Closer Look: Platform

Since the new Athlon 64 processors feature their own bus, they should be installed into a special processor socket: Socket754 with 754 pins and about 4cmx4cm dimensions.


754 pins. This is even more than by Xeon.
The reason is the integrated memory controller.

Therefore, you will need new mainboards based on new chipsets to be able to use the new Athlon 64 processor. For our test session of Athlon 64 2800+ we managed to get a mainboard from one well-known Taiwanese manufacturer. Unfortunately, we cannot share a picture of this mainboard with you, however, it has already been mentioned in many on-line sources multiple times, including our web-site.

This mainboard made an impression of the finalized sample: it worked quite stably and didn’t cause us any problems during work.
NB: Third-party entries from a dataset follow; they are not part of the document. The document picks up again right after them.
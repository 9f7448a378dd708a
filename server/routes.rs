use std::io::Cursor;

use log::debug;
use serde::Serialize;
use tiny_http::{Header, Method, Request, Response, StatusCode};

use crate::handlers;
use crate::state::SharedState;

pub type HttpResponse = Response<Cursor<Vec<u8>>>;

// ---------------------------------------------------------------------------
// Response helpers
// ---------------------------------------------------------------------------

/// Builds a header from static-looking parts; invalid bytes drop the header.
fn header(name: &str, value: &str) -> Option<Header> {
    Header::from_bytes(name.as_bytes(), value.as_bytes()).ok()
}

/// CORS headers attached to every response so the drawing page may be
/// served from another origin.
fn cors_headers() -> Vec<Header> {
    [
        header("Access-Control-Allow-Origin", "*"),
        header("Access-Control-Allow-Methods", "GET, POST, OPTIONS"),
        header("Access-Control-Allow-Headers", "Content-Type"),
    ]
    .into_iter()
    .flatten()
    .collect()
}

fn response(status: u16, content_type: &str, body: Vec<u8>) -> HttpResponse {
    let len = body.len();
    let mut headers = cors_headers();
    headers.extend(header("Content-Type", content_type));
    Response::new(StatusCode(status), headers, Cursor::new(body), Some(len), None)
}

pub fn html_response(body: &str) -> HttpResponse {
    response(200, "text/html; charset=utf-8", body.as_bytes().to_vec())
}

pub fn json_response<T: Serialize>(status: u16, value: &T) -> HttpResponse {
    match serde_json::to_vec(value) {
        Ok(body) => response(status, "application/json", body),
        Err(e) => error_response(500, &format!("Failed to encode response: {}", e)),
    }
}

#[derive(Serialize)]
struct ErrorBody<'a> {
    error: &'a str,
}

fn error_body(message: &str) -> Vec<u8> {
    serde_json::to_vec(&ErrorBody { error: message })
        .unwrap_or_else(|_| br#"{"error":"internal error"}"#.to_vec())
}

pub fn error_response(status: u16, message: &str) -> HttpResponse {
    response(status, "application/json", error_body(message))
}

pub fn no_content() -> HttpResponse {
    Response::new(StatusCode(204), cors_headers(), Cursor::new(Vec::new()), Some(0), None)
}

pub fn not_found() -> HttpResponse {
    error_response(404, "Not Found")
}

// ---------------------------------------------------------------------------
// Request dispatcher
// ---------------------------------------------------------------------------

/// Where a request goes, decided from its method and path alone.
#[derive(Debug, Clone, Copy, PartialEq, Eq)]
enum Route {
    Preflight,
    Index,
    ProcessImage,
    NotFound,
}

fn route(method: &Method, path: &str) -> Route {
    match (method, path) {
        (Method::Options, _) => Route::Preflight,
        (Method::Get, "/") | (Method::Get, "/index.html") => Route::Index,
        (Method::Post, "/process_image") => Route::ProcessImage,
        _ => Route::NotFound,
    }
}

/// Routes one request and sends its response.
///
/// Handlers receive a `&mut Request` so the dispatcher keeps ownership and
/// calls `request.respond(response)` at the end.
pub fn dispatch(mut request: Request, state: SharedState) {
    let method = request.method().clone();
    let url = request.url().to_owned();
    let path = url.split('?').next().unwrap_or("");
    debug!("{} {}", method, path);

    let response = match route(&method, path) {
        Route::Preflight => no_content(),
        Route::Index => handlers::index::handle(),
        Route::ProcessImage => handlers::process::handle(&mut request, &state),
        Route::NotFound => not_found(),
    };

    let _ = request.respond(response);
}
The mainboard was based on VIA K8T400M chipset.


VIA K8T400M – is one of the major core logic
solutions for Athlon 64 platform.

This chipset boasts quite normal features. It supports AGP 8x, ATA/133, USB 2.0, etc.
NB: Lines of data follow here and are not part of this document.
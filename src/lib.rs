pub mod error;
pub mod grid;
pub mod reduce;
pub mod decode;
pub mod math;
pub mod activation;
pub mod layers;
pub mod network;
pub mod classify;
pub mod service;

// Convenience re-exports
pub use error::{ClassifyError, DecodeError, Error, GridError, Result};
pub use grid::{GridSize, IntensityGrid, TargetSize, SOURCE_SIZE, TARGET_SIZE};
pub use reduce::{block_average, reduce, Reducer};
pub use decode::{decode_image_bytes, decode_payload};
pub use math::matrix::Matrix;
pub use activation::activation::ActivationFunction;
pub use layers::dense::Layer;
pub use network::{InputType, ModelMetadata, Network};
pub use classify::{Classifier, LabelDecoder, Prediction};
pub use service::{Recognition, Recognizer};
Now they use VIA VT8235 South Bridge.
Later it will be replaced with VT8237
South Bridge with SerialATA support.

According to the chipset’s features, our mainboard was equipped with two DDR DIMM slots for DDR400/DDR333/DDR266 SDRAM, an AGP 8x slot, 5 PCI slots and 6 USB ports. Also there was an additional SerialATA/RAID controller from Promise, which added a couple of extra SerialATA-150 connectors to the mainboard as well.

The system built of this mainboard and an Athlon 64 2800+ processor worked very well in our lab. Here is the BIOS report, for instance, which we obtained during system boot up:


Our mainboard used AMI BIOS.

And this is a Windows XP message about the type of the system CPU:


Again the relatively low core clock catches our eye.
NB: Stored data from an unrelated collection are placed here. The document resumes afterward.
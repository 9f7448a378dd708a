use std::fmt;

use serde::{Deserialize, Serialize};

/// Height × width of a grid, in samples.
#[derive(Debug, Clone, Copy, PartialEq, Eq, Hash, Serialize, Deserialize)]
pub struct GridSize {
    pub height: usize,
    pub width: usize,
}

/// Output resolution of a reduction. Fixed for one invocation, whatever the
/// recursion depth.
pub type TargetSize = GridSize;

/// Size the drawing canvas delivers.
pub const SOURCE_SIZE: GridSize = GridSize::square(448);

/// Size the classifier consumes.
pub const TARGET_SIZE: TargetSize = GridSize::square(28);

impl GridSize {
    pub const fn new(height: usize, width: usize) -> GridSize {
        GridSize { height, width }
    }

    pub const fn square(side: usize) -> GridSize {
        GridSize { height: side, width: side }
    }

    /// True when either dimension is zero.
    pub fn is_empty(&self) -> bool {
        self.height == 0 || self.width == 0
    }

    pub fn area(&self) -> usize {
        self.height * self.width
    }
}

impl fmt::Display for GridSize {
    fn fmt(&self, f: &mut fmt::Formatter<'_>) -> fmt::Result {
        write!(f, "{}x{}", self.height, self.width)
    }
}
By the way, the BIOS Setup of this mainboard boasted a couple of very interesting issues. For example, this is the page for HyperTransport bus configuration:


As we have promised you: 16bit, 800MHz.

And this is the page for managing the memory controller integrated into the CPU:


DDR400 SDRAM is supported!

The mainboard’s BIOS Setup also offered some CPU overclocking opportunities. It was possible to change the bus frequency and the clock frequency multiplier. It is hard to say whether the mass Athlon 64 processors will be shipped with an unlocked multiplier. But our sample was exactly like that.


Testbed and Methods

First of all, I should point out that all our tests were run in 32bit Windows XP operation system and in 32bit applications. Unfortunately, 64bit operation systems and applications supporting x86-64 are not available yet. By the time Athlon 64 is out we have every reason to expect 64bit Windows XP version, as well as a few 64bit applications to be released. Among the first 64bit applications to come is the Unreal Tournament game, which upcoming announcement has already been disclosed by Epic. The use of 64bit applications may result into a significant boost of Athlon 64 performance due to involvement of additional registers and their expansion. However, there will hardly be too much software supporting x86-64 this year. Even AMD evaluates its prospects in terms of 64bit applications promotion as follows:


By the beginning of 2004 there will be
around 20% of 64bit software.

In other words, the results our Athlon 64 2800+ will demonstrate today, will not illustrate the performance these processors will show in 64bit operation systems and applications.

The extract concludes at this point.